Optimization of radiotherapy fractionation schedules based on radiobiological functions
The British Journal of Radiology, 2017
Objective: To present a method for optimizing radiotherapy fractionation schedules using radiobiological tools and taking into account the patient´s dose-volume histograms (DVH). Methods: This method uses a figure of merit based on the uncomplicated tumour control probability (P +) and the generalized equivalent uniform dose (gEUD). A set of doses per fraction is selected in order to find the dose per fraction and the total dose, thus maximizing the figure of merit and leading to a biologically effective dose that is similar to the prescribed schedule.
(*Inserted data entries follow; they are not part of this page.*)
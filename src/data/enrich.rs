//! Derivation of categorical fields from raw record strings.
//!
//! Every function here is total: malformed input maps to
//! [`FloorLevel::Unknown`], [`LeaseCategory::Unknown`] or `None`.

use super::model::{EnrichedRecord, FloorLevel, LeaseCategory, ResaleRecord};

/// Bucket a `"<start> TO <end>"` storey range by its midpoint floor.
pub fn categorize_storey_range(storey_range: Option<&str>) -> FloorLevel {
    let Some((start, end)) = storey_range.and_then(parse_storey_bounds) else {
        return FloorLevel::Unknown;
    };
    let avg = (start as f64 + end as f64) / 2.0;
    if avg <= 5.0 {
        FloorLevel::Low
    } else if avg <= 11.0 {
        FloorLevel::Mid
    } else {
        FloorLevel::High
    }
}

fn parse_storey_bounds(s: &str) -> Option<(u32, u32)> {
    let (start, end) = s.split_once(" TO ")?;
    Some((parse_digits(start)?, parse_digits(end)?))
}

/// Parse a non-empty run of ASCII digits. Signs and inner spaces are rejected.
fn parse_digits(s: &str) -> Option<u32> {
    if s.is_empty() || !s.bytes().all(|b| b.is_ascii_digit()) {
        return None;
    }
    s.parse().ok()
}

/// Leading year count of a remaining-lease string such as `"61 years 04 months"`.
pub fn extract_lease_years(remaining_lease: Option<&str>) -> Option<u32> {
    let (prefix, _) = remaining_lease?.split_once("year")?;
    parse_digits(prefix.trim())
}

/// Bucket a lease length. Lower bounds are inclusive: 60 is `60-69 years`.
pub fn categorize_remaining_lease(years: Option<u32>) -> LeaseCategory {
    match years {
        None => LeaseCategory::Unknown,
        Some(y) if y < 60 => LeaseCategory::Under60,
        Some(y) if y < 70 => LeaseCategory::From60To69,
        Some(y) if y < 80 => LeaseCategory::From70To79,
        Some(y) if y < 90 => LeaseCategory::From80To89,
        Some(_) => LeaseCategory::Over90,
    }
}

/// Calendar year of a `YYYY-MM` month key. The month part must be `01..=12`.
pub fn extract_year(month: &str) -> Option<i32> {
    let (year, mm) = month.split_once('-')?;
    if year.len() != 4 || mm.len() != 2 {
        return None;
    }
    let mm = parse_digits(mm)?;
    if !(1..=12).contains(&mm) {
        return None;
    }
    parse_digits(year).map(|y| y as i32)
}

/// Derive all enrichment fields for one record.
pub fn enrich(record: ResaleRecord) -> EnrichedRecord {
    let lease_years = extract_lease_years(record.remaining_lease.as_deref());
    EnrichedRecord {
        floor_level_category: categorize_storey_range(record.storey_range.as_deref()),
        lease_years,
        lease_category: categorize_remaining_lease(lease_years),
        year: extract_year(&record.month),
        raw: record,
    }
}

/// Enrich a batch. Records are independent; order is preserved.
pub fn enrich_all(records: Vec<ResaleRecord>) -> Vec<EnrichedRecord> {
    records.into_iter().map(enrich).collect()
}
Results: As a clinical example, a fractionation schedule for a prostate treatment plan is optimized and presented herein. From a prescription schedule of 70 Gy/35 × 2 Gy, the resulting optimal schema, using a figure of merit which only takes into account P + , is 54.4 Gy/16 × 3.4 Gy. If the gEUD is included in that figure of merit, the result is 65 Gy/26 × 2.5 Gy. Alternative schedules, which include tumour control probability (TCP) and the normal tissue complication probability (NTCP) values are likewise shown. This allows us to compare different schedules instead of solely finding the optimal value, as other possible clinical factors must be taken into account to make the best decision for treatment. Conclusion: The treatment schedule can be optimized for each patient through radiobiological analysis. The optimization process shown below offers physicians alternative schedules that meet the objectives of the prescribed radiotherapy. Advances in knowledge: This article provides a simple, radiobiological-function-based method to take advantage of a patient's dose-volume histograms in order to better select the most suitable treatment schedule.